Estrategistas do MUFG apontam que o par EUR/USD recuou para o meio do range de 1.1400–1.2000, enfrentando ventos contrários derivados do choque energético no Oriente Médio e de dados de PMIs mais fracos na Zona Euro. A expectativa é que o Banco Central Europeu (BCE) adie o início do ciclo de aperto para junho, com uma alta total projetada de 50 bps, o que gera uma divergência de política monetária no curto prazo em relação ao Federal Reserve.
Choque energético impacta as perspectivas do Euro
O Euro perdeu o momentum de alta na última semana, com o EUR/USD e o EUR/GBP caindo abaixo de 1.1700 e 0.8700, respectivamente. A correção no EUR/USD ocorre após um rali que havia revertido as perdas iniciais do conflito no Oriente Médio, atingindo o pico de 1.1849 em 17 de abril. Agora, o par retorna ao centro do canal de negociação estabelecido desde junho do ano passado.
A recente desvalorização da moeda comum parece ser motivada por uma combinação de fatores, incluindo a falta de progresso nas negociações entre EUA e Irã para a reabertura do Estreito de Ormuz. Quanto mais tempo o estreito permanecer fechado, mais disruptivo será o choque nos preços de energia para a economia europeia, reforçando o cenário de baixa para o EUR.

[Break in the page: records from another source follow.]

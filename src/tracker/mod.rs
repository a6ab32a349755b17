//! Segment growth along scan lines.
//!
//! A [`Tracker`] couples a directional scanner, the gradient field and a
//! [`SegmentBuilder`](crate::segments::SegmentBuilder) to grow one blurred
//! segment:
//!
//! - [`Tracker::fast_track`] scans a stroke, starts from the strongest pixel
//!   of the central scan and greedily adds the strongest pixel of each
//!   following scan, on both sides, within a bounded number of scans.
//! - [`Tracker::fine_track`] scans across a known direction, tries the ranked
//!   local maxima of each scan in order, re-binds the scan strip on the
//!   segment's own medial axis once it is long enough, can abort when the
//!   segment turns crosswise, and tightens the width budget once the width
//!   has been stable for a while.
//!
//! Both return `None` when the central scan is shorter than [`MIN_SCAN`]
//! pixels.

mod fast;
mod fine;

use crate::geometry::Point;
use crate::scanner::ScannerProvider;
use serde::{Deserialize, Serialize};
use std::fmt;

/// Shortest scan carrying a reliable direction estimate.
pub const MIN_SCAN: usize = 8;

/// Growth settings shared by both tracks.
#[derive(Clone, Debug, PartialEq, Eq, Serialize, Deserialize)]
#[serde(default)]
pub struct TrackerConfig {
    /// Consecutive scans without an accepted point before a side stops.
    pub accepted_lacks: usize,
    /// Fast track: refuse candidates far from the last point of their side.
    pub proximity_constraint: bool,
    /// Manhattan distance used by the proximity constraint.
    pub proximity_threshold: i32,
    /// Fast track: maximal number of scans on each side.
    pub max_scan: usize,
    /// Fine track: re-bind the scan strip on the segment's medial axis.
    pub dynamic_scans: bool,
    /// Scans to wait before the first re-binding.
    pub fitting_delay: usize,
    /// Fine track on static scans: abort when the segment turns crosswise.
    pub track_crosswise: bool,
    /// Fine track: tighten the width budget once the width is stable.
    pub thickness_control: bool,
    /// Stable scans required before tightening.
    pub thickness_control_delay: usize,
    /// Axis-parallel scan lines.
    pub ortho_scans: bool,
    /// Keep every visited scan for inspection.
    pub record_scans: bool,
}

impl Default for TrackerConfig {
    fn default() -> Self {
        Self {
            accepted_lacks: 5,
            proximity_constraint: false,
            proximity_threshold: 10,
            max_scan: 32,
            dynamic_scans: true,
            fitting_delay: 20,
            track_crosswise: false,
            thickness_control: true,
            thickness_control_delay: 20,
            ortho_scans: false,
            record_scans: false,
        }
    }
}

/// Reasons why the last fine track stopped, as a bit set.
#[derive(Clone, Copy, Debug, Default, PartialEq, Eq, Hash, Serialize, Deserialize)]
#[serde(transparent)]
pub struct TrackFailure(u8);

impl TrackFailure {
    pub const NONE: TrackFailure = TrackFailure(0);
    /// No usable start point, or the segment never grew past three points.
    pub const NO_START: TrackFailure = TrackFailure(1);
    pub const IMAGE_BOUND_ON_RIGHT: TrackFailure = TrackFailure(2);
    pub const IMAGE_BOUND_ON_LEFT: TrackFailure = TrackFailure(4);
    pub const LOST_ORIENTATION: TrackFailure = TrackFailure(32);

    #[inline]
    pub fn bits(self) -> u8 {
        self.0
    }

    #[inline]
    pub fn is_empty(self) -> bool {
        self.0 == 0
    }

    #[inline]
    pub fn contains(self, other: TrackFailure) -> bool {
        self.0 & other.0 == other.0
    }

    #[inline]
    pub fn insert(&mut self, other: TrackFailure) {
        self.0 |= other.0;
    }
}

impl fmt::Display for TrackFailure {
    fn fmt(&self, f: &mut fmt::Formatter<'_>) -> fmt::Result {
        if self.is_empty() {
            return f.write_str("none");
        }
        let names = [
            (Self::NO_START, "no start"),
            (Self::IMAGE_BOUND_ON_RIGHT, "image bound on right"),
            (Self::IMAGE_BOUND_ON_LEFT, "image bound on left"),
            (Self::LOST_ORIENTATION, "lost orientation"),
        ];
        let parts: Vec<&str> = names
            .iter()
            .filter(|(bit, _)| self.contains(*bit))
            .map(|(_, name)| *name)
            .collect();
        f.write_str(&parts.join(", "))
    }
}

/// Grows blurred segments on one image.
#[derive(Clone, Debug)]
pub struct Tracker {
    config: TrackerConfig,
    provider: ScannerProvider,
    failure: TrackFailure,
    scans: Vec<Vec<Point>>,
    last_left_scan: usize,
    last_right_scan: usize,
}

impl Tracker {
    /// Tracker for a `width × height` image.
    pub fn new(width: usize, height: usize, config: TrackerConfig) -> Self {
        let provider = ScannerProvider::new(width, height).with_ortho(config.ortho_scans);
        Self {
            config,
            provider,
            failure: TrackFailure::NONE,
            scans: Vec::new(),
            last_left_scan: 0,
            last_right_scan: 0,
        }
    }

    pub fn config(&self) -> &TrackerConfig {
        &self.config
    }

    pub fn set_config(&mut self, config: TrackerConfig) {
        self.provider = self.provider.with_ortho(config.ortho_scans);
        self.config = config;
    }

    /// Failure bits of the last fine track.
    pub fn failure(&self) -> TrackFailure {
        self.failure
    }

    /// Scans visited since the last [`clear_scans`](Self::clear_scans),
    /// recorded only when `record_scans` is set.
    pub fn scans(&self) -> &[Vec<Point>] {
        &self.scans
    }

    /// First (`right == false`) or last pixel of every recorded scan.
    pub fn scan_bounds(&self, right: bool) -> Vec<Point> {
        self.scans
            .iter()
            .filter_map(|scan| if right { scan.last() } else { scan.first() })
            .copied()
            .collect()
    }

    pub fn clear_scans(&mut self) {
        self.scans.clear();
    }

    /// Index of the last fine-track iteration that accepted a point on the
    /// left and on the right side.
    pub fn last_accepted_scans(&self) -> (usize, usize) {
        (self.last_left_scan, self.last_right_scan)
    }

    fn record(&mut self, scan: &[Point]) {
        if self.config.record_scans {
            self.scans.push(scan.to_vec());
        }
    }
}

#[cfg(test)]
mod tests;
//! Arithmetic digital straight lines and segments.
//!
//! A line is the set of pixels `(x, y)` with `c <= a*x + b*y < c + nu`. The
//! normal `(a, b)` is kept reduced by its gcd and normalised so that `a >= 0`
//! (and `b > 0` when `a == 0`); `period = max(|a|, |b|)` gives the naive
//! thickness unit, so `nu / period` is the width along the closest axis.

mod line;
mod segment;

pub use line::{DigitalStraightLine, LineKind};
pub use segment::DigitalStraightSegment;

/// Floor of `n / d` for `d > 0`.
#[inline]
pub(crate) fn floor_div(n: i64, d: i64) -> i64 {
    n.div_euclid(d)
}

/// Ceiling of `n / d` for `d > 0`.
#[inline]
pub(crate) fn ceil_div(n: i64, d: i64) -> i64 {
    -(-n).div_euclid(d)
}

Cenários do BCE e divergência com o Fed
O BCE delineou três cenários para a economia: base, adverso e severo. Recentemente, a presidente Christine Lagarde afirmou que a economia da Zona Euro está posicionada entre o cenário base e o adverso. Embora os preços de energia ainda não tenham atingido níveis que empurrem a região definitivamente para o cenário adverso, a incerteza persiste.
“Continuamos esperando que o BCE entregue um total acumulado de 50 bps em altas de juros, embora o timing do primeiro ajuste deva ser adiado para junho”, afirmam os analistas do MUFG. Isso cria uma janela de divergência com o Fed, que parece mais inclinado a ignorar a volatilidade momentânea dos preços de energia. No entanto, o estreitamento dos yield spreads tem oferecido algum suporte ao Euro, mitigando a força do dólar frente ao choque energético.